Astrid setzte sich nahe dem Fenster in einen Sessel. Von hier aus konnte sie den Innenhof überblicken, und als sie Henning auf seinem mächtigen schwarzen Hengst durch das Tor reiten sah, huschte ein zärtliches Lächeln über ihr Gesicht.
Sie sah, wie er mit dem Verwalter sprach, ihm die Zügel des Pferdes gab und mit langen Schritten auf das Herrenhaus zukam.
Wenige Minuten später betrat er den kleinen Salon.
»Astrid!«, rief er erfreut aus und zog sie in die Arme. Doch statt der stürmischen Küsse, die sie erwartete, streiften seine Lippen nur flüchtig ihre Wangen.

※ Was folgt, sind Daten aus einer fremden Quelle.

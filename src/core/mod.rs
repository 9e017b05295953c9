//! Core domain models
//!
//! This module defines the build configuration, file selection, task
//! composition, and the pipeline/step state the engine drives.

pub mod composition;
pub mod config;
pub mod pipeline;
pub mod selection;
pub mod state;
pub mod step;

pub use composition::*;
pub use config::{BuildConfig, Project, ReloadKind};
pub use pipeline::*;
pub use selection::{FileSet, SelectedFile, SelectionError};
pub use state::*;
pub use step::*;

»Nanu? So kühl?«, sagte sie befremdet. »Begrüßt man so die Frau, die man liebt?«
»Verzeih, aber mir steht nicht der Sinn nach stürmischen Liebesszenen«, murmelte er und setzte sich.
Erst jetzt bemerkte sie, dass er müde und abgespannt aussah. Berta brachte den Kaffee, und Henning bat um eine Flasche Bier.
Astrid setzte sich zu ihm, doch sie hatte plötzlich das Gefühl, dass er unangenehme Nachrichten für sie hatte. Angst erfasste sie.
»Es ist gut, dass du endlich gekommen bist«, sagte er leise und senkte den Kopf.
Berta brachte eine Flasche Bier und ein Glas.
»Haben Sie noch Wünsche?«, fragte sie.
Henning Graf von Palmen schüttelte den Kopf, auch Astrid verneinte.
Er wartete, bis die Haushälterin den Salon verlassen hatte.